Suicide is a major global public-health problem, with around 800,000 deaths annually and many more attempts. Mood disorders account for a large proportion of suicides, and active suicidal ideation (SI) is a recognised predictor of suicide. Despite this, there are few evidence-based pharmacotherapies shown to reduce SI rapidly; clozapine and lithium have some evidence, but other readily applicable agents are lacking. Ketamine, an NMDA receptor antagonist, and its S-enantiomer esketamine have shown rapid antidepressant effects at subanaesthetic doses, and prior meta-analyses and trials have reported reductions in SI following single doses or short courses. However, most clinical trials have excluded people with moderate-to-high baseline suicidality for ethical and safety reasons, leaving uncertainty about efficacy and safety in this high-risk subgroup. Siegel and colleagues set out to review the literature specifically addressing whether intranasal esketamine or intravenous ketamine reduce SI in patients who had SI at baseline. The review aimed to evaluate both antisuicidal and antidepressant effects in this population and to assess the safety of including patients with active SI in clinical trials. By focusing on studies that required SI at enrolment, the authors intended to clarify efficacy and tolerability in a subgroup that is under-represented in standard RCTs and for whom rapid interventions are particularly clinically important.

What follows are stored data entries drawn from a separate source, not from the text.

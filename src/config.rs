use anyhow::{Context, Result};
use serde::Deserialize;
use std::time::Duration;

use crate::turn::AccumulationMode;

#[derive(Debug, Clone, Default, Deserialize)]
#[serde(default)]
pub struct Config {
    pub service: ServiceConfig,
    pub transcription: TranscriptionConfig,
    pub call_control: CallControlConfig,
    pub reply: ReplyConfig,
    pub turns: TurnConfig,
    pub sessions: SessionRetentionConfig,
    pub greeting: GreetingConfig,
}

#[derive(Debug, Clone, Deserialize)]
#[serde(default)]
pub struct ServiceConfig {
    pub name: String,
    pub http: HttpConfig,
    /// Public base URL the telephony platform reaches us on (e.g. an ngrok tunnel)
    pub public_url: String,
}

impl Default for ServiceConfig {
    fn default() -> Self {
        Self {
            name: "call-bridge".to_string(),
            http: HttpConfig::default(),
            public_url: "http://localhost:5000".to_string(),
        }
    }
}

impl ServiceConfig {
    /// WebSocket base derived from the public URL (https → wss, http → ws)
    pub fn ws_base(&self) -> String {
        let base = self.public_url.trim_end_matches('/');
        if let Some(rest) = base.strip_prefix("https://") {
            format!("wss://{}", rest)
        } else if let Some(rest) = base.strip_prefix("http://") {
            format!("ws://{}", rest)
        } else {
            format!("wss://{}", base)
        }
    }

    pub fn http_base(&self) -> String {
        self.public_url.trim_end_matches('/').to_string()
    }
}

#[derive(Debug, Clone, Deserialize)]
#[serde(default)]
pub struct HttpConfig {
    pub bind: String,
    pub port: u16,
}

impl Default for HttpConfig {
    fn default() -> Self {
        Self {
            bind: "0.0.0.0".to_string(),
            port: 5000,
        }
    }
}

#[derive(Debug, Clone, Deserialize)]
#[serde(default)]
pub struct TranscriptionConfig {
    /// Streaming endpoint without the audio-format query
    pub url: String,
    pub sample_rate: u32,
    pub encoding: String,
    pub format_turns: bool,
    pub connect_timeout_secs: u64,
    /// How long a finished leg waits for its listener before aborting it
    pub listener_grace_secs: u64,
    /// Falls back to `AAI_TOKEN`
    pub api_key: Option<String>,
}

impl Default for TranscriptionConfig {
    fn default() -> Self {
        Self {
            url: "wss://streaming.assemblyai.com/v3/ws".to_string(),
            sample_rate: 8000,
            encoding: "pcm_mulaw".to_string(),
            format_turns: false,
            connect_timeout_secs: 30,
            listener_grace_secs: 5,
            api_key: None,
        }
    }
}

impl TranscriptionConfig {
    /// Full endpoint including the fixed audio-format descriptor
    pub fn endpoint(&self) -> String {
        format!(
            "{}?sample_rate={}&encoding={}&format_turns={}",
            self.url, self.sample_rate, self.encoding, self.format_turns
        )
    }

    pub fn connect_timeout(&self) -> Duration {
        Duration::from_secs(self.connect_timeout_secs)
    }

    pub fn listener_grace(&self) -> Duration {
        Duration::from_secs(self.listener_grace_secs)
    }
}

#[derive(Debug, Clone, Deserialize)]
#[serde(default)]
pub struct CallControlConfig {
    pub api_base: String,
    /// Falls back to `TWILIO_ACCOUNT_SID`
    pub account_sid: Option<String>,
    /// Falls back to `TWILIO_AUTH_TOKEN`
    pub auth_token: Option<String>,
    pub request_timeout_secs: u64,
}

impl Default for CallControlConfig {
    fn default() -> Self {
        Self {
            api_base: "https://api.twilio.com".to_string(),
            account_sid: None,
            auth_token: None,
            request_timeout_secs: 10,
        }
    }
}

#[derive(Debug, Clone, Deserialize)]
#[serde(default)]
pub struct ReplyConfig {
    pub api_base: String,
    /// Falls back to `OPENAI_API_KEY`
    pub api_key: Option<String>,
    pub model: String,
    pub system_prompt: String,
    pub temperature: f32,
    pub max_tokens: u32,
    pub fallback: String,
    /// Trailing characters of the transcript handed to the generator
    pub transcript_window_chars: usize,
    pub request_timeout_secs: u64,
    /// Language attribute for spoken replies
    pub say_language: String,
    /// Pending end-of-turn triggers per call before new ones are dropped
    pub queue_depth: usize,
}

impl Default for ReplyConfig {
    fn default() -> Self {
        Self {
            api_base: "https://api.openai.com/v1".to_string(),
            api_key: None,
            model: "gpt-4o-mini".to_string(),
            system_prompt: "You are a helpful phone receptionist for Horsler Lift Services. \
                            Reply briefly and clearly."
                .to_string(),
            temperature: 0.3,
            max_tokens: 120,
            fallback: "Thanks, I heard you. How can I help you today?".to_string(),
            transcript_window_chars: 1200,
            request_timeout_secs: 20,
            say_language: "en-GB".to_string(),
            queue_depth: 4,
        }
    }
}

#[derive(Debug, Clone, Default, Deserialize)]
#[serde(default)]
pub struct TurnConfig {
    pub accumulation: AccumulationMode,
}

#[derive(Debug, Clone, Deserialize)]
#[serde(default)]
pub struct SessionRetentionConfig {
    /// 0 keeps sessions for the lifetime of the process
    pub idle_ttl_secs: u64,
    pub sweep_interval_secs: u64,
}

impl Default for SessionRetentionConfig {
    fn default() -> Self {
        Self {
            idle_ttl_secs: 2 * 60 * 60,
            sweep_interval_secs: 60,
        }
    }
}

#[derive(Debug, Clone, Deserialize)]
#[serde(default)]
pub struct GreetingConfig {
    pub text: String,
    pub language: String,
    pub pause_secs: u32,
}

impl Default for GreetingConfig {
    fn default() -> Self {
        Self {
            text: "Thank you for calling Horsler Lift Services, \
                   the lift company that always gives a duck. \
                   Kindly note, calls are recorded for training and monitoring purposes. \
                   You are speaking with an automated assistant, so please speak clearly \
                   and wait for me to finish speaking, \
                   that helps me understand you better. How can I help you today?"
                .to_string(),
            language: "en-GB".to_string(),
            pause_secs: 600,
        }
    }
}

impl Config {
    /// Load from a config file (optional) plus `CALL_BRIDGE__*` environment overrides
    pub fn load(path: &str) -> Result<Self> {
        let settings = config::Config::builder()
            .add_source(config::File::with_name(path).required(false))
            .add_source(
                config::Environment::with_prefix("CALL_BRIDGE")
                    .prefix_separator("__")
                    .separator("__"),
            )
            .build()
            .with_context(|| format!("Failed to read config from {}", path))?;

        let mut cfg: Config = settings
            .try_deserialize()
            .context("Failed to deserialize config")?;
        cfg.apply_secret_env();

        Ok(cfg)
    }

    /// Fill unset credentials from the conventional environment variables
    pub fn apply_secret_env(&mut self) {
        fill_from_env(&mut self.transcription.api_key, "AAI_TOKEN");
        fill_from_env(&mut self.reply.api_key, "OPENAI_API_KEY");
        fill_from_env(&mut self.call_control.account_sid, "TWILIO_ACCOUNT_SID");
        fill_from_env(&mut self.call_control.auth_token, "TWILIO_AUTH_TOKEN");
    }
}

fn fill_from_env(slot: &mut Option<String>, var: &str) {
    let unset = slot.as_deref().map(str::trim).unwrap_or_default().is_empty();
    if unset {
        *slot = std::env::var(var).ok().filter(|v| !v.trim().is_empty());
    }
}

The investigators conducted a systematic review following PRISMA guidance. Electronic searches of EMBASE, PsycINFO and PubMed were performed from database inception to July 2020, with an additional search on 21 September 2020 that incorporated suicidality terms (suicid* OR "suicidal ideation" OR "suicidal behaviour"). A manual citation search of included articles was also undertaken. Eligibility criteria encompassed original interventional and observational studies (clinical trials, retrospective studies, open-label trials, and case reports/series) in which ketamine or esketamine was used to treat depressive symptoms and where having SI at baseline was an explicit inclusion criterion. Titles and abstracts were screened for relevance and full texts were reviewed. Data were extracted using a structured form capturing author/year, study type, sample size, demographics and diagnoses, suicidality criteria, drug formulation and dosing, concurrent medications, outcome measures, suicidality and depression outcomes, and serious adverse events related to suicide or depression. Quality appraisal of randomised controlled trials (RCTs) followed domains recommended in the Cochrane Handbook: randomisation process, deviations from intended interventions, missing outcome data, outcome measurement, and selection of reported results. Domains were rated as high or low risk of bias depending on adequacy of reported protocols. Retrospective and case studies were included for comprehensiveness but were recognised to have lower methodological rigour by virtue of non-randomisation and lack of blinding.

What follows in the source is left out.